Among other medical problems linked to abdominal fat are insulin resistance and the risk of Type 2 diabetes, compromised lung function and migraine headaches. Even asthma risk is raised by being overweight and especially by abdominal obesity, a study of 88,000 California teachers found.

Over all, according to findings among more than 350,000 European men and women published in The New England Journal of Medicine, having a large waist can nearly double one’s risk of dying prematurely even if overall body weight is normal.

All of which raises the question: How best to shed abdominal fat and, even more important, how to avoid accumulating it in the first place?

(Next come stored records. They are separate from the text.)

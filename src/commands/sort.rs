//! Sort flow files by one or more record fields.
//!
//! Uses the external merge-sort engine: records are collected in a bounded
//! in-memory buffer, sorted runs are spilled to disk when the buffer fills,
//! and runs are merged under a fixed file-handle budget. Inputs that are
//! already sorted can be merged directly with `--presorted`.

use anyhow::{bail, Result};
use clap::Parser;
use flowkit_lib::logging::OperationTimer;
use flowkit_lib::sort::{parse_field_list, ExternalSorter, DEFAULT_SORT_BUFFER_SIZE};
use flowkit_lib::validation::{validate_dir_writable, validate_files_exist};
use log::info;
use std::path::PathBuf;

use crate::commands::command::Command;

/// Sort flow files.
///
/// Sorts flow records from one or more input files into a single output
/// file, ordered by the configured field list.
#[derive(Debug, Parser)]
#[command(
    name = "sort",
    about = "Sort flow files by one or more record fields",
    long_about = r#"
Sort flow records from one or more files using external merge-sort.

The sort holds records in a memory buffer bounded by --sort-buffer-size.
When the buffer fills, sorted runs are written to the temp directory and
merged at the end; arbitrarily large inputs sort within a fixed memory and
file-handle budget.

FIELDS:

  The sort key is an ordered, comma-separated field list. Records compare
  field by field; the first difference decides the order. Available fields:

    sip dip nhip sport dport proto pkts bytes flags stime elapsed etime
    sensor input output initflags restflags tcpstate application
    icmptype icmpcode

EXAMPLES:

  # Sort by the default five-tuple
  flowkit sort flows1.flw flows2.flw -o sorted.flw

  # Largest flows first
  flowkit sort flows.flw -o by-bytes.flw --fields bytes --reverse

  # Merge already-sorted hourly files
  flowkit sort hour*.flw -o day.flw --presorted

  # Constrain memory, spill to a fast disk
  flowkit sort huge.flw -o sorted.flw --sort-buffer-size 64M -T /ssd/tmp
"#
)]
pub struct Sort {
    /// Input flow files, processed in order.
    #[arg(required = true)]
    pub inputs: Vec<PathBuf>,

    /// Output flow file.
    #[arg(short = 'o', long = "output")]
    pub output: PathBuf,

    /// Comma-separated list of fields to sort by.
    #[arg(short = 'f', long = "fields", default_value = "sip,dip,sport,dport,proto")]
    pub fields: String,

    /// Reverse the sort order.
    #[arg(long = "reverse")]
    pub reverse: bool,

    /// Treat every input as already sorted by the same fields and merge
    /// directly, skipping the in-memory sort.
    #[arg(long = "presorted")]
    pub presorted: bool,

    /// Maximum memory for the in-core sort buffer.
    ///
    /// Accepts values like "512M" or "1G". When the buffer fills, sorted
    /// runs are written to temporary files and merged at the end.
    #[arg(short = 'S', long = "sort-buffer-size", default_value = "256M", value_parser = parse_memory)]
    pub sort_buffer_size: u64,

    /// Temporary directory for spill files.
    ///
    /// If not specified, uses the system default temp directory. For best
    /// performance, use a fast disk on the same volume as the output.
    #[arg(short = 'T', long = "tmp-dir")]
    pub tmp_dir: Option<PathBuf>,
}

/// Parse a memory size string (e.g., "512M", "1G", "2G").
fn parse_memory(s: &str) -> Result<u64, String> {
    let s = s.trim().to_uppercase();

    if s.is_empty() {
        return Err("Empty memory specification".to_string());
    }

    let (num_str, multiplier) = if s.ends_with('G') {
        (&s[..s.len() - 1], 1024 * 1024 * 1024)
    } else if s.ends_with('M') {
        (&s[..s.len() - 1], 1024 * 1024)
    } else if s.ends_with('K') {
        (&s[..s.len() - 1], 1024)
    } else {
        // Assume bytes
        (s.as_str(), 1)
    };

    let num: f64 = num_str.parse().map_err(|_| format!("Invalid number: {num_str}"))?;

    if num < 0.0 {
        return Err("Memory size must be positive".to_string());
    }

    Ok((num * multiplier as f64) as u64)
}

impl Command for Sort {
    fn execute(&self) -> Result<()> {
        validate_files_exist(&self.inputs, "Input flow file")?;
        if let Some(ref tmp) = self.tmp_dir {
            validate_dir_writable(tmp, "Temp directory")?;
        }
        if self.sort_buffer_size == 0 {
            bail!("--sort-buffer-size must be greater than 0");
        }
        let fields = parse_field_list(&self.fields)?;

        let timer = OperationTimer::new("Sorting flows");

        info!("Inputs: {}", self.inputs.len());
        info!("Output: {}", self.output.display());
        info!("Fields: {}", self.fields);
        if self.reverse {
            info!("Order: descending");
        }
        if self.presorted {
            info!("Presorted inputs: merging directly");
        }
        if self.sort_buffer_size != DEFAULT_SORT_BUFFER_SIZE {
            info!("Sort buffer: {} MB", self.sort_buffer_size / (1024 * 1024));
        }
        if let Some(ref tmp) = self.tmp_dir {
            info!("Temp directory: {}", tmp.display());
        }

        let mut sorter = ExternalSorter::new(fields)
            .reverse(self.reverse)
            .presorted(self.presorted)
            .sort_buffer_size(self.sort_buffer_size);
        if let Some(ref tmp) = self.tmp_dir {
            sorter = sorter.temp_dir(tmp.clone());
        }

        let stats = sorter.sort(&self.inputs, &self.output)?;

        info!("=== Summary ===");
        info!("Records read: {}", stats.total_records);
        info!("Records written: {}", stats.output_records);
        if stats.runs_written > 0 {
            info!("Temporary runs: {}", stats.runs_written);
            info!("Merge passes: {}", stats.merge_passes);
        }
        info!("Output: {}", self.output.display());

        timer.log_completion(stats.output_records);
        Ok(())
    }
}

Chances are you’ve periodically seen ads on the internet for seemingly magical ways to reduce belly fat. Before you throw good money after bad, let it be said that no pill or potion has been scientifically shown to dissolve abdominal fat. You have to work at it. And that means avoiding or drastically limiting certain substances in your diet, controlling overall caloric intake and engaging in exercise that burns calories.

Perhaps the worst offender is sugar — all forms and especially fructose, which makes up half of sucrose and 55 percent of high-fructose corn syrup. One of the best ways to reduce your sugar intake is to stop drinking sodas and other sweet drinks, including fruit juices. Limiting alcohol, which may suppress fat-burning and add nutritionally empty calories, and avoiding refined carbohydrates like white bread and white rice are also helpful.

Make sure your diet contains adequate amounts of protein and dietary fiber, including vegetables, beans and peas and whole grains.

Get enough sleep — at least seven hours a night. In a study of 68,000 women followed for 16 years, those who slept five hours or less were a third more likely to gain 32 pounds.

Finally, move more. In a major national study, inactivity was more closely linked to weight gain and abdominal obesity than caloric intake.